Task goal
Up to and including the line with "let mut tree = ExprTree::load(&expr)", copy the records below exactly from their first line.

Data section
****

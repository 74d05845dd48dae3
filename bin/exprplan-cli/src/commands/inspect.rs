// Copyright (c) 2025 Dimitris Kafetzis
//
// Licensed under the MIT License.
// See LICENSE file in the project root for full license information.
//
// SPDX-License-Identifier: MIT

//! `exprplan inspect` command: display an expression with inferred metadata.
//!
//! Runs type, layout and shape inference against a workspace and prints
//! every node, the kernel signature each backend would request, and the
//! constant storage layout.

use super::banner;
use expr_engine::{ConstantClass, ConstantStorage, KernelKey};
use expr_ir::propagate::{common_layout, propagate_shapes, propagate_types};
use expr_ir::{ExprNode, ExprTree, Workspace};
use std::path::PathBuf;
use tile_planner::Backend;

pub fn execute(expr: PathBuf, inputs: PathBuf) -> anyhow::Result<()> {
    banner("Expression Inspector");

    let mut tree = ExprTree::load(&expr)
        .map_err(|e| anyhow::anyhow!("failed to load expression from '{}': {e}", expr.display()))?
        .validate()?;
    let ws = Workspace::load(&inputs)
        .map_err(|e| anyhow::anyhow!("failed to load workspace from '{}': {e}", inputs.display()))?;
    ws.validate_bindings()?;

    propagate_types(tree.root_mut(), &ws)?;
    common_layout(tree.root_mut(), &ws)?;
    propagate_shapes(tree.root_mut(), &ws)?;

    // ── Inputs ─────────────────────────────────────────────────
    println!("  Inputs ({} samples):", ws.batch_size());
    for (i, input) in ws.inputs().enumerate() {
        println!("   &{i}: {} {} layout '{}'", input.dtype, input.shapes, input.layout);
    }
    println!();

    // ── Nodes ──────────────────────────────────────────────────
    println!("  {:<28} {:<6} {:<8} {}", "Node", "Type", "Layout", "Shape");
    println!("  {}", "-".repeat(70));
    print_node(tree.root(), 0);
    println!();

    // ── Kernels ────────────────────────────────────────────────
    println!("  Kernel signatures:");
    for (id, func) in tree.function_nodes() {
        for backend in [Backend::Cpu, Backend::Gpu] {
            println!("   {id}: {}", KernelKey::for_function(func, backend)?);
        }
    }
    println!();

    // ── Constants ──────────────────────────────────────────────
    let mut storage = ConstantStorage::new();
    storage.initialize(&tree.constants(), Backend::Cpu, ws.stream())?;
    println!(
        "  Constants: {} integer bytes, {} real bytes",
        storage.buffer(ConstantClass::Integer).len(),
        storage.buffer(ConstantClass::Real).len(),
    );
    for constant in tree.constants() {
        let slot = storage.slot(constant.index, constant.dtype);
        let bytes = storage.read(slot).unwrap_or_default();
        println!(
            "   ${} = {} as {} → {}[{}] {:02x?}",
            constant.index, constant.value, constant.dtype, slot.class, slot.offset, bytes,
        );
    }
    println!();
    Ok(())
}

fn print_node(node: &ExprNode, depth: usize) {
    let label = match node {
        ExprNode::Function(func) => format!("{}{}", "  ".repeat(depth), func.op),
        leaf => format!("{}{leaf}", "  ".repeat(depth)),
    };
    let dtype = node.dtype().map_or("?".to_string(), |d| d.to_string());
    let layout = node.layout().map_or("?".to_string(), |l| format!("'{l}'"));
    let shape = node.shape().map_or("?".to_string(), |s| s.to_string());
    println!("  {label:<28} {dtype:<6} {layout:<8} {shape}");
    for child in node.children() {
        print_node(child, depth + 1);
    }
}
// Copyright (c) 2025 Dimitris Kafetzis
//
// Licensed under the MIT License.
// See LICENSE file in the project root for full license information.
//
// SPDX-License-Identifier: MIT

//! Per-sample shapes and batch shape lists.

use crate::MetaError;
use std::fmt;
use std::str::FromStr;

/// Describes the dimensionality of one sample.
///
/// Shapes are immutable once created and compare by exact dimension list,
/// so `[10, 20]` and `[20, 10]` are different shapes even though both hold
/// 200 elements.
#[derive(Debug, Clone, PartialEq, Eq, Hash, serde::Serialize, serde::Deserialize)]
#[serde(transparent)]
pub struct Shape {
    dims: Vec<usize>,
}

impl Shape {
    /// Creates a new shape from the given dimensions.
    ///
    /// # Examples
    /// ```
    /// use tensor_meta::Shape;
    /// let s = Shape::new(vec![2, 3, 4]);
    /// assert_eq!(s.dims(), &[2, 3, 4]);
    /// assert_eq!(s.num_elements(), 24);
    /// ```
    pub fn new(dims: Vec<usize>) -> Self {
        Self { dims }
    }

    /// Creates a scalar shape (rank 0).
    pub fn scalar() -> Self {
        Self { dims: vec![] }
    }

    /// Creates a 1-D shape.
    pub fn vector(len: usize) -> Self {
        Self { dims: vec![len] }
    }

    /// Returns the total number of elements, or `None` if it does not fit
    /// in `usize`.
    ///
    /// For a scalar shape (rank 0), returns 1.
    pub fn checked_num_elements(&self) -> Option<usize> {
        if self.dims.contains(&0) {
            return Some(0);
        }
        self.dims.iter().try_fold(1usize, |acc, &d| acc.checked_mul(d))
    }

    /// Returns the total number of elements, saturating at `usize::MAX`.
    ///
    /// Shapes coming from outside should go through
    /// [`ShapeList::element_count`] first.
    pub fn num_elements(&self) -> usize {
        self.checked_num_elements().unwrap_or(usize::MAX)
    }

    /// Returns the dimensions as a slice.
    pub fn dims(&self) -> &[usize] {
        &self.dims
    }
}

impl fmt::Display for Shape {
    fn fmt(&self, f: &mut fmt::Formatter<'_>) -> fmt::Result {
        write!(f, "[")?;
        for (i, d) in self.dims.iter().enumerate() {
            if i > 0 {
                write!(f, ", ")?;
            }
            write!(f, "{d}")?;
        }
        write!(f, "]")
    }
}

impl FromStr for Shape {
    type Err = MetaError;

    /// Parses `"[10, 20]"`, `"10,20"` or `"[]"`.
    fn from_str(s: &str) -> Result<Self, Self::Err> {
        let inner = s.trim().trim_start_matches('[').trim_end_matches(']').trim();
        if inner.is_empty() {
            return Ok(Shape::scalar());
        }
        let dims = inner
            .split(',')
            .map(|d| {
                d.trim().parse::<usize>().map_err(|e| MetaError::InvalidShape {
                    literal: s.to_string(),
                    detail: format!("bad extent '{}': {e}", d.trim()),
                })
            })
            .collect::<Result<Vec<_>, _>>()?;
        Ok(Shape::new(dims))
    }
}

/// The per-sample shapes of a batch.
///
/// Each sample of a batch may have its own shape; a `ShapeList` keeps them
/// in sample order. Two lists are equal only when they have the same number
/// of samples and every sample shape matches.
#[derive(Debug, Clone, PartialEq, Eq, Hash, Default, serde::Serialize, serde::Deserialize)]
#[serde(transparent)]
pub struct ShapeList {
    samples: Vec<Shape>,
}

impl ShapeList {
    /// Creates a shape list from per-sample shapes.
    pub fn new(samples: Vec<Shape>) -> Self {
        Self { samples }
    }

    /// A batch of `num_samples` samples that all share `shape`.
    pub fn uniform(num_samples: usize, shape: Shape) -> Self {
        Self {
            samples: vec![shape; num_samples],
        }
    }

    /// The degenerate single-sample, single-element shape `{[1]}`.
    ///
    /// Used for constants and for expressions whose operands are all
    /// scalar-like.
    pub fn single_element() -> Self {
        Self {
            samples: vec![Shape::vector(1)],
        }
    }

    /// Number of samples in the batch.
    pub fn num_samples(&self) -> usize {
        self.samples.len()
    }

    /// Returns the shape of one sample.
    pub fn sample(&self, index: usize) -> Option<&Shape> {
        self.samples.get(index)
    }

    /// Iterates over per-sample shapes in order.
    pub fn iter(&self) -> impl Iterator<Item = &Shape> {
        self.samples.iter()
    }

    /// Total number of elements across all samples, saturating at
    /// `usize::MAX`.
    pub fn num_elements(&self) -> usize {
        self.element_count().unwrap_or(usize::MAX)
    }

    /// Total number of elements across all samples.
    ///
    /// Fails when a sample's element count, or the batch total, overflows
    /// `usize`.
    pub fn element_count(&self) -> Result<usize, MetaError> {
        self.samples.iter().enumerate().try_fold(0usize, |total, (i, shape)| {
            shape
                .checked_num_elements()
                .and_then(|n| total.checked_add(n))
                .ok_or_else(|| MetaError::ElementCountOverflow {
                    shape: shape.to_string(),
                    sample: i,
                })
        })
    }

    /// Returns `true` when there is at least one sample and every sample
    /// holds exactly one element.
    ///
    /// Scalar-like operands broadcast against any other shape.
    pub fn is_scalar_like(&self) -> bool {
        !self.samples.is_empty() && self.samples.iter().all(|s| s.num_elements() == 1)
    }
}

impl fmt::Display for ShapeList {
    fn fmt(&self, f: &mut fmt::Formatter<'_>) -> fmt::Result {
        write!(f, "{{")?;
        for (i, s) in self.samples.iter().enumerate() {
            if i > 0 {
                write!(f, ", ")?;
            }
            write!(f, "{s}")?;
        }
        write!(f, "}}")
    }
}

impl From<Vec<Shape>> for ShapeList {
    fn from(samples: Vec<Shape>) -> Self {
        Self::new(samples)
    }
}

impl FromStr for ShapeList {
    type Err = MetaError;

    /// Parses semicolon-separated sample shapes, e.g. `"[200]; [10, 20]"`.
    fn from_str(s: &str) -> Result<Self, Self::Err> {
        s.split(';')
            .filter(|part| !part.trim().is_empty())
            .map(str::parse::<Shape>)
            .collect::<Result<Vec<_>, _>>()
            .map(ShapeList::new)
    }
}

****

Task response
repository 74d05845dd48dae3
filename bin/exprplan-cli/src/commands/inspect.rs
// Copyright (c) 2025 Dimitris Kafetzis
//
// Licensed under the MIT License.
// See LICENSE file in the project root for full license information.
//
// SPDX-License-Identifier: MIT

//! `exprplan inspect` command: display an expression with inferred metadata.
//!
//! Runs type, layout and shape inference against a workspace and prints
//! every node, the kernel signature each backend would request, and the
//! constant storage layout.

use super::banner;
use expr_engine::{ConstantClass, ConstantStorage, KernelKey};
use expr_ir::propagate::{common_layout, propagate_shapes, propagate_types};
use expr_ir::{ExprNode, ExprTree, Workspace};
use std::path::PathBuf;
use tile_planner::Backend;

pub fn execute(expr: PathBuf, inputs: PathBuf) -> anyhow::Result<()> {
    banner("Expression Inspector");

    let mut tree = ExprTree::load(&expr)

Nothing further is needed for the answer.